Well, I grew up catholic, went to mass every single day of grade school, and had a catholic ceremony first time down the aisle (Becky McGovern, Joel's mom, 1970). I know that you can have a ceremony in a catholic church without having a mass (Kimb's bro Randy married a sicilian catholic republican--yes hard to believe--three years ago. They had a ceremony but no mass. Still a little weird if you ask me.), but I think you do have to discuss how the children will be raised. I personally am against organized expressions of faith, particularly those coming from the Book, as they say. So your experiment strikes me as rather cruel, teaching one that the first part of the book is okay, and the other that the second part of the book is also okay. If you had a third you could raise that one Mormon, or maybe just give him a copy of the Q'uran to take to bed at night. None of my children were raised with any sort of organized religious fanfare; just my usual enormous number of details from across the map. My four year old speaks to me of Buddha quite often. My daughter in Chicago goes to a catholic school, but has her own version of the "story" which she can change when it becomes necessary. My third and final wedding, in New Hampshire in 1999, featured a prayer to the trees of the earth and an invocation of Arianrhod. My son read a poem about Cernunnos, the Great Stag of the Forest. The guests were mildly confused, but the vows were intense and mainly about "having your back" and they accepted it all as meaning something close to what they might think marriage is about. Only one relative used the P word, "pagan". The thing I discovered about Kimberly when we became romantically involved is that we actually shared the same suspicions about the true nature of this world and that we both had the Lady in our lives. Well, that's pretty rare I can tell you.

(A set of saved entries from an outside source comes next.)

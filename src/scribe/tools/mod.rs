//! Tools the model can invoke during a writing session.

pub mod filesystem;
pub mod writer;

pub use filesystem::{DirectoryEntry, FileSystemError, FileSystemTool};
pub use writer::{sanitize_project_name, WriteMode, WriterError, WriterProtocol};
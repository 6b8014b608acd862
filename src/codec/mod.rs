//! Low-level byte transforms: big-endian field access, character sets,
//! PalmDoc LZ77 and text-record trailing entries.

pub mod bytes;
pub mod charset;
pub mod lz77;
pub mod trailing;
//! Centralized error types for mobikit.

use std::path::PathBuf;
use thiserror::Error;

/// All errors produced by the mobikit library.
#[derive(Error, Debug)]
pub enum MobiError {
    /// I/O error with the associated file path.
    #[error("I/O error reading '{path}': {source}")]
    Io {
        path: PathBuf,
        source: std::io::Error,
    },

    /// The specified file does not exist.
    #[error("E-book file not found: {0}")]
    FileNotFound(PathBuf),

    /// The PDB envelope is truncated or its directory is inconsistent.
    #[error("Malformed PDB container: expected {expected}, found {actual}")]
    MalformedContainer { expected: String, actual: String },

    /// A magic literal did not match (`MOBI` or `EXTH`).
    #[error("Malformed header: expected '{expected}' but found '{actual}'")]
    MalformedHeader { expected: String, actual: String },

    /// An EXTH record declares a length below its own 8-byte prefix,
    /// or runs past the end of record 0.
    #[error("Malformed EXTH record at offset {offset}: declared length {length}")]
    MalformedRecord { offset: usize, length: u32 },

    /// An INDX / TAGX / IDXT structure could not be decoded.
    #[error("Malformed index record: {0}")]
    MalformedIndex(String),

    /// The text uses a compression scheme that is not implemented (HUFF/CDIC)
    /// or an unknown compression code.
    #[error("Unsupported compression code {0}")]
    UnsupportedCompression(u16),

    /// The character encoding is not supported for the requested operation.
    #[error("Unsupported encoding: {0}")]
    UnsupportedEncoding(String),

    /// Input was rejected before any mutation took place.
    #[error("Invalid argument: {0}")]
    InvalidArgument(String),
}

/// Convenience alias for `Result<T, MobiError>`.
pub type Result<T> = std::result::Result<T, MobiError>;

impl MobiError {
    /// Create an `Io` variant from a path and an `io::Error`.
    pub fn io(path: impl Into<PathBuf>, source: std::io::Error) -> Self {
        Self::Io {
            path: path.into(),
            source,
        }
    }

    /// Shorthand for a container error where only a length is known to be short.
    pub(crate) fn truncated(what: &str, needed: usize, actual: usize) -> Self {
        Self::MalformedContainer {
            expected: format!("{what} of at least {needed} bytes"),
            actual: format!("{actual} bytes"),
        }
    }
}

/// Allow `?` on `std::io::Error` inside functions returning `MobiError`
/// when no path context is available (rare, prefer `MobiError::io`).
impl From<std::io::Error> for MobiError {
    fn from(source: std::io::Error) -> Self {
        Self::Io {
            path: PathBuf::from("<unknown>"),
            source,
        }
    }
}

I have to say, catholic mothers are not going to give up wanting their sons to have catholic weddings. But you have the right to have the wedding you want to have. My mother and father were married by a justice of the peace in Mississippi. My mother was pregnant, it was 1942. In 1948 my parents were married in a catholic ceremony in Wichita. My father used to joke about my mother cutting him off for several years. My sisters were born in 43 and 45. I was born in 50. and my two bros after that. You do the math. My mother just wouldn't give up on the concept. And we were all raised catholic. Something I wouldn't do to my worst enemy.

Becky Bradway and myself were married by a judge at the courthouse in Springfield, one fine winter day while we were getting it together to move to New York City. We wanted to be sure to qualify for graduate student married housing. BB was such a romantic, dont you think? Her parents insisted on throwing us this weird little party. Bad champagne and poppers. I think they were relieved she got married at all. Well, now I'm just rambling.

You are too young to get married for five or ten years, anyway. There will be a nummber of men in your life and who knows about the ladies? Be open to new experiences. Remember the open heart is the heart that can learn. Be well. Oh, I posted some more Piper pics on my blog. And thanks for the nice comment. I read it to Paige this afternoon and we agreed that it was so very Kiri.